With no omissions, write out every record given below.

→ **MATERIAL PROVIDED**
++++++++
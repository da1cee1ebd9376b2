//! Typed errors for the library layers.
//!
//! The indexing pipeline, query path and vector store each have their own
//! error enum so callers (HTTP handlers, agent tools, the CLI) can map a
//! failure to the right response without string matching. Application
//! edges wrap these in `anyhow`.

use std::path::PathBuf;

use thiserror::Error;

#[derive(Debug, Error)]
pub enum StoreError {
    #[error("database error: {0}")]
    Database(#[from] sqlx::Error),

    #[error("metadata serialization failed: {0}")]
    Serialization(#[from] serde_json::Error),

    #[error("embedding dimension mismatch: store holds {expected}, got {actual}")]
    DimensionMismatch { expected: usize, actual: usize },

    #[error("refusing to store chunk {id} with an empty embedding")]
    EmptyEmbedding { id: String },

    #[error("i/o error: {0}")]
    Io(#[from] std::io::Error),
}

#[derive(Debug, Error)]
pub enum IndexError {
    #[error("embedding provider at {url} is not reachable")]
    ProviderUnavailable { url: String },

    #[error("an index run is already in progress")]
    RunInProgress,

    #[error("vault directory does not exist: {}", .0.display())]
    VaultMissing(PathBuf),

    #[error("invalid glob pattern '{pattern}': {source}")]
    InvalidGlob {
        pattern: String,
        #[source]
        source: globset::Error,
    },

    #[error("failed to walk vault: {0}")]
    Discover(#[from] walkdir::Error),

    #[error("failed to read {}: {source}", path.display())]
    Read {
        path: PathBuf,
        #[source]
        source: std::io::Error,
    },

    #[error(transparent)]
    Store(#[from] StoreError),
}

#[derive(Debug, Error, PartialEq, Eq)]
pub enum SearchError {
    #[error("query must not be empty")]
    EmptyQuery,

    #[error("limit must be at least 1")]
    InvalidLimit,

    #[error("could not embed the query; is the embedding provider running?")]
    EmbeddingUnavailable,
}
++++++++
→ **EXERCISE OUTPUT**
repository da1cee1ebd9376b2
//! Typed errors for the library layers.
//!
//! The indexing pipeline, query path and vector store each have their own
//! error enum so callers (HTTP handlers, agent tools, the CLI) can map a
//! failure to the right response without string matching. Application
//! edges wrap these in `anyhow`.

use std::path::PathBuf;

use thiserror::Error;

#[derive(Debug, Error)]
pub enum StoreError {
    #[error("database error: {0}")]
    Database(#[from] sqlx::Error),

    #[error("metadata serialization failed: {0}")]
    Serialization(#[from] serde_json::Error),

    #[error("embedding dimension mismatch: store holds {expected}, got {actual}")]
    DimensionMismatch { expected: usize, actual: usize },

    #[error("refusing to store chunk {id} with an empty embedding")]
    EmptyEmbedding { id: String },

    #[error("i/o error: {0}")]
    Io(#[from] std::io::Error),
}

#[derive(Debug, Error)]
pub enum IndexError {
    #[error("embedding provider at {url} is not reachable")]
    ProviderUnavailable { url: String },

    #[error("an index run is already in progress")]
    RunInProgress,

    #[error("vault directory does not exist: {}", .0.display())]
    VaultMissing(PathBuf),

    #[error("invalid glob pattern '{pattern}': {source}")]
    InvalidGlob {
        pattern: String,
        #[source]
        source: globset::Error,
    },

    #[error("failed to walk vault: {0}")]
    Discover(#[from] walkdir::Error),

    #[error("failed to read {}: {source}", path.display())]
    Read {
        path: PathBuf,
        #[source]
        source: std::io::Error,
    },

    #[error(transparent)]
    Store(#[from] StoreError),
}

#[derive(Debug, Error, PartialEq, Eq)]
pub enum SearchError {
    #[error("query must not be empty")]
    EmptyQuery,

    #[error("limit must be at least 1")]
    InvalidLimit,

    #[error("could not embed the query; is the embedding provider running?")]
    EmbeddingUnavailable,
}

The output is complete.